(Stored data entries)
[Start of section]
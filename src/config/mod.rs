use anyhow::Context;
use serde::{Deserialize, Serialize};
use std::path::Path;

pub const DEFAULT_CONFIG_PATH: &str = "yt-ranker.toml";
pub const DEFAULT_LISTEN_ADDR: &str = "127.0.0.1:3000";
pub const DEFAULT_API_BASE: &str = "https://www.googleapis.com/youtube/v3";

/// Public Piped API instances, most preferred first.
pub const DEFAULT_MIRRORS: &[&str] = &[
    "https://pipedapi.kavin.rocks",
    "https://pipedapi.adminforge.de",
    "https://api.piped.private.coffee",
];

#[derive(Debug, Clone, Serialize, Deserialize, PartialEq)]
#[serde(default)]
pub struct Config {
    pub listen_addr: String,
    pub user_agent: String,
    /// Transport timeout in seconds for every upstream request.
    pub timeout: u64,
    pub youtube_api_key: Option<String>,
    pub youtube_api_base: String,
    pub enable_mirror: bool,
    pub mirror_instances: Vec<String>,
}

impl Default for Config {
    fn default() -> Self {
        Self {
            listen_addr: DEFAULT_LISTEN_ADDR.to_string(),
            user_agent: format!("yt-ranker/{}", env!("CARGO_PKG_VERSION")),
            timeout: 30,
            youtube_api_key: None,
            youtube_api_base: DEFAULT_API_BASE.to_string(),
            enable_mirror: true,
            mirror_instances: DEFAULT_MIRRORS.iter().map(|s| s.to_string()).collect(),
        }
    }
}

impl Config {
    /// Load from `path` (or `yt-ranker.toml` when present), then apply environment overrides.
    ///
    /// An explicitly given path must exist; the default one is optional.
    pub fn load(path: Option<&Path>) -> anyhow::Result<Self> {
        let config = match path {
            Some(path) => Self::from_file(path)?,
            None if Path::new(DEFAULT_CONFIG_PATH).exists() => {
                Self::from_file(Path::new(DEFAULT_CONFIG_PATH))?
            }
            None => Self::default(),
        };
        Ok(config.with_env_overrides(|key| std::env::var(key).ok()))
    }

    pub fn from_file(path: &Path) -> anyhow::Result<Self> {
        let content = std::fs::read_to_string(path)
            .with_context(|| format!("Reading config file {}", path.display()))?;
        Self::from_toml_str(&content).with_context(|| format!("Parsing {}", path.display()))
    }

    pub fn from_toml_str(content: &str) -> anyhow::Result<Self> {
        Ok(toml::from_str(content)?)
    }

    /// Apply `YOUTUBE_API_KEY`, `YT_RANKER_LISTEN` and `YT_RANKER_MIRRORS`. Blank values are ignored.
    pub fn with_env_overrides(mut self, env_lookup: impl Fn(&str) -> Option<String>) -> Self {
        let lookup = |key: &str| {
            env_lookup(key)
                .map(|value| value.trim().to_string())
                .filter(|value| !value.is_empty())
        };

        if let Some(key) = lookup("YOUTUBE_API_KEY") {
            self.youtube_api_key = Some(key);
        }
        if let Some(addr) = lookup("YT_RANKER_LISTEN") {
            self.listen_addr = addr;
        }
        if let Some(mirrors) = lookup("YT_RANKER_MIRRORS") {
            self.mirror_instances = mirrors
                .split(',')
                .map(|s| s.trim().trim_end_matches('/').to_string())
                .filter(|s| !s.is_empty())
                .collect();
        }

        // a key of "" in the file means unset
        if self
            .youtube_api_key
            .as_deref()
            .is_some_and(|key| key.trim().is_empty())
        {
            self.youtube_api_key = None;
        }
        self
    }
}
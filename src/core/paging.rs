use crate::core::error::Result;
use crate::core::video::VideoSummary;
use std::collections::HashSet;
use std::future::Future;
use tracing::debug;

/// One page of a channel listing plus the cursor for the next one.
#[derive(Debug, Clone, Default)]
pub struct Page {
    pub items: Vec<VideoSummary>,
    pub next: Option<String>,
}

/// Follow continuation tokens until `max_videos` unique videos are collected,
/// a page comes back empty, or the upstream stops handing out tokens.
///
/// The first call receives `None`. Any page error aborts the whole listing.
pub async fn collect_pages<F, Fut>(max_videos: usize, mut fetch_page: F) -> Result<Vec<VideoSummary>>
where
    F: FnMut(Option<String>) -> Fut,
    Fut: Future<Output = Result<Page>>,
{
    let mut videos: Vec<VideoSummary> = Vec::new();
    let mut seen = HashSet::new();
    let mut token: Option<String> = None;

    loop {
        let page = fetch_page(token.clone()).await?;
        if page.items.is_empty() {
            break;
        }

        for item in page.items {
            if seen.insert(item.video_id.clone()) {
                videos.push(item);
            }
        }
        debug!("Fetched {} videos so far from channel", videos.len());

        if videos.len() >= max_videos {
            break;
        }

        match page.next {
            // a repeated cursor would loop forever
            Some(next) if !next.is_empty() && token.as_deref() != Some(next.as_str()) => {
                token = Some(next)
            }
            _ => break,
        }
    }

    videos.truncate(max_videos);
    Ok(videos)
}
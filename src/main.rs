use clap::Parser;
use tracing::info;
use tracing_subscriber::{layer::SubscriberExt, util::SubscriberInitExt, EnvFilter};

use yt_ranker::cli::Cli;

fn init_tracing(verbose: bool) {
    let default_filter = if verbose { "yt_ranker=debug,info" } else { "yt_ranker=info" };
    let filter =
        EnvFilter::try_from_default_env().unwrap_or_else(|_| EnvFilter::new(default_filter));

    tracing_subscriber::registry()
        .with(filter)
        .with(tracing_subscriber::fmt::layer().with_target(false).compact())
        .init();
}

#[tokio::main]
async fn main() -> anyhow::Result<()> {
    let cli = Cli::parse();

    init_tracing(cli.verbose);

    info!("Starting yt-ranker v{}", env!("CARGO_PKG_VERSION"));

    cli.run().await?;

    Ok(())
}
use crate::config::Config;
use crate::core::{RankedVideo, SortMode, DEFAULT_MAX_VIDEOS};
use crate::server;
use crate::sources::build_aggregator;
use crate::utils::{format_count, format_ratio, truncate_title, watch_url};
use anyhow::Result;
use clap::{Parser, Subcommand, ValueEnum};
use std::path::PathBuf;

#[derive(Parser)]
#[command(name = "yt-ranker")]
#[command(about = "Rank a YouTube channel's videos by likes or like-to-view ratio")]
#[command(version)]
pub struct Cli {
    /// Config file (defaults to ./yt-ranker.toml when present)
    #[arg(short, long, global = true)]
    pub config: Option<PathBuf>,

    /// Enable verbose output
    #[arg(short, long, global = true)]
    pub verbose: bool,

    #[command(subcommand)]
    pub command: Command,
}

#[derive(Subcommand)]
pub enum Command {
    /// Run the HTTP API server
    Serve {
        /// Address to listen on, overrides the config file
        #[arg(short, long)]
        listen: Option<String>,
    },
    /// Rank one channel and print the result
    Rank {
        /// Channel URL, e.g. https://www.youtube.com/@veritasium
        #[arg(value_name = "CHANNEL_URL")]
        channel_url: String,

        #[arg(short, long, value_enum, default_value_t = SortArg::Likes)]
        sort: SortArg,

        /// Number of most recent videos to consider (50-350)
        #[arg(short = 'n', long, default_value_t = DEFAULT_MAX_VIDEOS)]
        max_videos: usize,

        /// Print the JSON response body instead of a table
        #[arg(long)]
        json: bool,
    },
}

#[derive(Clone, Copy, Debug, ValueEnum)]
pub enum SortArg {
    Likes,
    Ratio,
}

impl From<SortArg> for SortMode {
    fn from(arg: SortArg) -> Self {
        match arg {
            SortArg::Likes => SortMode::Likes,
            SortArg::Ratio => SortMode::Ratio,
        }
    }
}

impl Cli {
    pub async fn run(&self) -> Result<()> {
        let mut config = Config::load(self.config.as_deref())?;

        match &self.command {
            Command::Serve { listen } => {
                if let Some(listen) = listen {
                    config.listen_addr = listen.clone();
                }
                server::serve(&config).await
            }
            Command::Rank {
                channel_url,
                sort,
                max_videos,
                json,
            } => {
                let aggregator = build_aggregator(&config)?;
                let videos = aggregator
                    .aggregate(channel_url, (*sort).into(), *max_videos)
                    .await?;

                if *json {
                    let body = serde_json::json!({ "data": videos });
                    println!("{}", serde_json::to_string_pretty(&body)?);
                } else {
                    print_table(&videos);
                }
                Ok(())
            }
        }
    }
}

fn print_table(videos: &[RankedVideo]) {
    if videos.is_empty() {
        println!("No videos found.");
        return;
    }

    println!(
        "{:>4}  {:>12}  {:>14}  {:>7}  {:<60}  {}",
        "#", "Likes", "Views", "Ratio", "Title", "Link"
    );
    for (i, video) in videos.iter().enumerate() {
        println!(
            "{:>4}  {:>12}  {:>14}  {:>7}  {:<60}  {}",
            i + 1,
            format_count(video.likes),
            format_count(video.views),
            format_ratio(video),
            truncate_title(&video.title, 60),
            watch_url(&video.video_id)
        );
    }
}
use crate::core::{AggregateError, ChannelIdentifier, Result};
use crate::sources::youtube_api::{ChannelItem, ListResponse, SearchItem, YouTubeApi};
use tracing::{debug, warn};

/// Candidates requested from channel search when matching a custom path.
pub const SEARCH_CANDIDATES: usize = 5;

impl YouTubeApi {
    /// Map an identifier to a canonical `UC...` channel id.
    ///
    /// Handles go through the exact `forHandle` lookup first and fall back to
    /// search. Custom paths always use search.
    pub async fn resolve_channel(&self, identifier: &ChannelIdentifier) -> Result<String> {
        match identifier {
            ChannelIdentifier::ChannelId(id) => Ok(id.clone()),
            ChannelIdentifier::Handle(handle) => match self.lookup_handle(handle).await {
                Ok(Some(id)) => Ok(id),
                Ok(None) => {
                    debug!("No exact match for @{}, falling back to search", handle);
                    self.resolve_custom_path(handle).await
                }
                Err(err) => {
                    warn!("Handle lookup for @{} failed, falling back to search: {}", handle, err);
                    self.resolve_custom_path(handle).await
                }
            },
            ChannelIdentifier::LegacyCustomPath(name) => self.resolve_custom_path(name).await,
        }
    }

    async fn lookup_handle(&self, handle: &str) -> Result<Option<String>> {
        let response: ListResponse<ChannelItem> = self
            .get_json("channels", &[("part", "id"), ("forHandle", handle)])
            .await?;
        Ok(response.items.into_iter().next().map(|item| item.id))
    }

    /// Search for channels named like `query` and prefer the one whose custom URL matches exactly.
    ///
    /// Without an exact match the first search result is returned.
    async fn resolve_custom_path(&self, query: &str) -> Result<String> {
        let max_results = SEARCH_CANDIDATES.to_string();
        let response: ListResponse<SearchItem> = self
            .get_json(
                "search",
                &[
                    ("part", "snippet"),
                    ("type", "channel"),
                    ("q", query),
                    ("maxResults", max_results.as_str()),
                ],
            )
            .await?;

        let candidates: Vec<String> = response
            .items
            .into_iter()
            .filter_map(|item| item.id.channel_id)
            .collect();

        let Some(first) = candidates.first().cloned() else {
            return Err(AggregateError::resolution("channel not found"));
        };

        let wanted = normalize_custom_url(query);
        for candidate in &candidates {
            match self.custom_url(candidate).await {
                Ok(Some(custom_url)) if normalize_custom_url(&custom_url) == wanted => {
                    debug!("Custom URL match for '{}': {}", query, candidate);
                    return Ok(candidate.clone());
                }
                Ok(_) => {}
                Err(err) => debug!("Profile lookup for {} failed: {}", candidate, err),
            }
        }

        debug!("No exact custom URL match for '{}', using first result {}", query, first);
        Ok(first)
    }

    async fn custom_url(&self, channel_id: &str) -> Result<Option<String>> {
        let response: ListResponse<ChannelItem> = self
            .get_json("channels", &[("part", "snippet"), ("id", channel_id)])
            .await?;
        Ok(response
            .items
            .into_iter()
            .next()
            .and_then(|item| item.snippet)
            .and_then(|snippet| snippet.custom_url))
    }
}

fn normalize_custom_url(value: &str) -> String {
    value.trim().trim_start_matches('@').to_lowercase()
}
[End of section]
PROBLEM REQUIREMENTS ->
Take the entries above and return only the lines from the one with "filename src/main.rs" to the one with "pub struct Cli", both included, unchanged.

ANSWER BELOW ->
filename src/main.rs
use clap::Parser;
use tracing::info;
use tracing_subscriber::{layer::SubscriberExt, util::SubscriberInitExt, EnvFilter};

use yt_ranker::cli::Cli;

fn init_tracing(verbose: bool) {
    let default_filter = if verbose { "yt_ranker=debug,info" } else { "yt_ranker=info" };
    let filter =
        EnvFilter::try_from_default_env().unwrap_or_else(|_| EnvFilter::new(default_filter));

    tracing_subscriber::registry()
        .with(filter)
        .with(tracing_subscriber::fmt::layer().with_target(false).compact())
        .init();
}

#[tokio::main]
async fn main() -> anyhow::Result<()> {
    let cli = Cli::parse();

    init_tracing(cli.verbose);

    info!("Starting yt-ranker v{}", env!("CARGO_PKG_VERSION"));

    cli.run().await?;

    Ok(())
}
use crate::config::Config;
use crate::core::{RankedVideo, SortMode, DEFAULT_MAX_VIDEOS};
use crate::server;
use crate::sources::build_aggregator;
use crate::utils::{format_count, format_ratio, truncate_title, watch_url};
use anyhow::Result;
use clap::{Parser, Subcommand, ValueEnum};
use std::path::PathBuf;

#[derive(Parser)]
#[command(name = "yt-ranker")]
#[command(about = "Rank a YouTube channel's videos by likes or like-to-view ratio")]
#[command(version)]
pub struct Cli {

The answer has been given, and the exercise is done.